A post on how a father lost a child in a Zimbabwean hospital degenerated into a discussion on the impact of sanctions on Zimbabwe’s health delivery system. 

In a long post in response to an initial one by an account named @herbertshingi, @matinyarare claimed that ‘ever since sanctions, 697 women die during birth while 56 children per 1000 births die, up from 38/1000’. 

The maternal mortality rates have been previously factchecked by FactCheckZW, here. The last census indicated that the maternal mortality rate stands at 363 in 2022, down from a high of 685 in 2005. Nowhere has it been recorded at 697, as claimed by Matinyarare.

But how high is Zimbabwe’s infant mortality rate and how have the trends been since the imposition of  sanctions? 

Sanctions

The sanctions against Zimbabwe passed by the European Union and the United States have been a significant source of contention in Zimbabwe ever since and date back to 2001-2. Under the restrictive measures, specific individuals are banned from traveling to Europe and the United States, and their foreign assets are frozen. Under the Cotonou Agreement, the EU also suspended all direct development cooperation with the Zimbabwean government.

The US, on the other hand, acted mainly through the 2001-enacted Zimbabwe Democracy and Economic Recovery Act (ZDERA).

So what was the infant mortality rate in Zimbabwe at this point? 

Infant mortality refers to the probability of dying between birth and the first birthday. Historically, Zimbabwe reached its highest infant mortality rate in 1960 with 92.5. In post-independent Zimbabwe, the highest infant mortality rates were recorded in 1999 with 65 deaths per 1000. 

Three possible explanations have been cited for this 1999 increase in childhood mortality rates. They include the worsening of Zimbabwe’s economic condition at the time and the direct and indirect impact of the AIDS epidemic. Experts suggested that to achieve significant health improvement, there was a need to address the underlying causes of poor health, such as poverty. In the five years prior,  since 1994, the economy of the country had declined dramatically, which may have altered household decisions on the use of health services facilities even more.
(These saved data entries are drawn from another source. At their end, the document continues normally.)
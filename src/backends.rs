//! Format dispatch and parser backend availability.
//!
//! Each format is backed by an optional cargo feature. Which ones were
//! compiled in is recorded once per process; dispatching to a missing
//! backend yields [`ExtractError::MissingDependency`] instead of a failure
//! deep inside extraction.

use crate::error::ExtractError;
use crate::reader::ExtractedImage;
use anyhow::Result;
use std::path::Path;
use std::sync::OnceLock;

/// Supported document formats, selected by file extension.
#[derive(Debug, Clone, Copy, PartialEq, Eq)]
pub enum DocumentFormat {
    Pdf,
    Docx,
    Html,
    Markdown,
}

impl DocumentFormat {
    /// Match a file extension, case-insensitively.
    #[must_use]
    pub fn from_extension(ext: &str) -> Option<Self> {
        match ext.to_ascii_lowercase().as_str() {
            "pdf" => Some(Self::Pdf),
            "docx" => Some(Self::Docx),
            "html" | "htm" => Some(Self::Html),
            "md" | "markdown" => Some(Self::Markdown),
            _ => None,
        }
    }

    pub fn from_path(path: &Path) -> Result<Self, ExtractError> {
        let ext = path
            .extension()
            .map(|ext| ext.to_string_lossy().to_lowercase())
            .unwrap_or_default();
        Self::from_extension(&ext).ok_or_else(|| {
            let shown = if ext.is_empty() {
                String::new()
            } else {
                format!(".{ext}")
            };
            ExtractError::UnsupportedFormat(shown)
        })
    }

    /// Library a format's reader is built on.
    #[must_use]
    pub fn dependency(self) -> &'static str {
        match self {
            Self::Pdf => "lopdf",
            Self::Docx => "zip",
            Self::Html => "scraper",
            Self::Markdown => "pulldown-cmark",
        }
    }

    /// Open the document with this format's reader and decode its images.
    pub fn read_images(self, path: &Path) -> Result<Vec<ExtractedImage>> {
        #[allow(unused_imports)]
        use crate::reader::ImageReader;

        match self {
            #[cfg(feature = "pdf")]
            Self::Pdf => crate::pdf_reader::PdfData::open(path)?.images(),
            #[cfg(feature = "docx")]
            Self::Docx => crate::docx_reader::DocxData::open(path)?.images(),
            #[cfg(feature = "html")]
            Self::Html => crate::html_reader::HtmlData::open(path)?.images(),
            #[cfg(feature = "markdown")]
            Self::Markdown => crate::markdown_reader::MarkdownData::open(path)?.images(),
            #[allow(unreachable_patterns)]
            other => Err(anyhow::anyhow!(
                "{} support not compiled in",
                other.dependency()
            )),
        }
    }
}

/// Which format backends this build can serve.
#[derive(Debug, Clone, Copy, PartialEq, Eq)]
pub struct Backends {
    pub pdf: bool,
    pub docx: bool,
    pub html: bool,
    pub markdown: bool,
}

impl Backends {
    /// Backends compiled into this binary.
    #[must_use]
    pub fn detect() -> Self {
        Self {
            pdf: cfg!(feature = "pdf"),
            docx: cfg!(feature = "docx"),
            html: cfg!(feature = "html"),
            markdown: cfg!(feature = "markdown"),
        }
    }

    #[must_use]
    pub fn supports(&self, format: DocumentFormat) -> bool {
        match format {
            DocumentFormat::Pdf => self.pdf,
            DocumentFormat::Docx => self.docx,
            DocumentFormat::Html => self.html,
            // rendered markdown goes through the HTML reader
            DocumentFormat::Markdown => self.markdown && self.html,
        }
    }

    /// Fail with `MissingDependency` when the format cannot be served.
    pub fn require(&self, format: DocumentFormat) -> Result<(), ExtractError> {
        if self.supports(format) {
            Ok(())
        } else {
            Err(ExtractError::MissingDependency(format.dependency()))
        }
    }
}

static AVAILABLE: OnceLock<Backends> = OnceLock::new();

/// Process-wide backend availability, detected on first use.
pub fn available() -> Backends {
    *AVAILABLE.get_or_init(|| {
        let backends = Backends::detect();
        tracing::debug!(?backends, "Detected format backends");
        backends
    })
}

#[cfg(test)]
mod tests {
    use super::*;

    #[test]
    fn test_extension_dispatch_is_case_insensitive() {
        assert_eq!(DocumentFormat::from_extension("PDF"), Some(DocumentFormat::Pdf));
        assert_eq!(DocumentFormat::from_extension("Docx"), Some(DocumentFormat::Docx));
        assert_eq!(DocumentFormat::from_extension("htm"), Some(DocumentFormat::Html));
        assert_eq!(DocumentFormat::from_extension("HTML"), Some(DocumentFormat::Html));
        assert_eq!(DocumentFormat::from_extension("md"), Some(DocumentFormat::Markdown));
        assert_eq!(
            DocumentFormat::from_extension("markdown"),
            Some(DocumentFormat::Markdown)
        );
        assert_eq!(DocumentFormat::from_extension("doc"), None);
    }

    #[test]
    fn test_from_path_reports_extension() {
        let err = DocumentFormat::from_path(Path::new("/tmp/notes.TXT")).unwrap_err();
        assert_eq!(err.to_string(), "unsupported format .txt");

        let err = DocumentFormat::from_path(Path::new("/tmp/README")).unwrap_err();
        assert!(matches!(err, ExtractError::UnsupportedFormat(ref ext) if ext.is_empty()));
    }

    #[test]
    fn test_markdown_needs_html() {
        let backends = Backends {
            pdf: true,
            docx: true,
            html: false,
            markdown: true,
        };
        assert!(!backends.supports(DocumentFormat::Markdown));
        assert!(matches!(
            backends.require(DocumentFormat::Html),
            Err(ExtractError::MissingDependency("scraper"))
        ));
    }

    #[test]
    fn test_available_matches_detect() {
        assert_eq!(available(), Backends::detect());
        assert!(available().require(DocumentFormat::Pdf).is_ok() || !cfg!(feature = "pdf"));
    }
}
This was before the imposition of the sanctions. This high rate remained around 60 in the years 2000 – 05, according to the Zimbabwe Demographic Health Survey

The overall pattern suggests that mortality levels declined during the first half of the 1980s, remained relatively stable for the next 10 years, and then began rising in the latter half of the 1990s. 

The rate then began to fall once again from 2010 at 57, 50 in 2015. The 2019 Multiple Indicator Cluster Survey (MICS) puts the rate at 53 in 2019 before going on a downward trend. The Zimbabwe Statistics’ 2022 Population and Housing Census Mortality and Orphanhood Preliminary  Results reported that the infant mortality rate stood at a national average of 24.2 per 1 000 live births, with the highest rate recorded in Mashonaland East with 30.2 and the lowest in Matabeleland South at 14.1.

Conclusion

The claim by Rutendo Matinyarare that ‘ever since sanctions … 56 children per 1000 births die, up from 38/1000’ has been rated as false. Data from the Zimbabwe Government through surveys carried out by ZimStat, shows that the infant mortality rate has actually come down from a high of 60 at the time of the imposition of sanctions (not 38) to an all time low of 24.2 when the census was conducted in 2022, not 56, as reported by Matinyarare.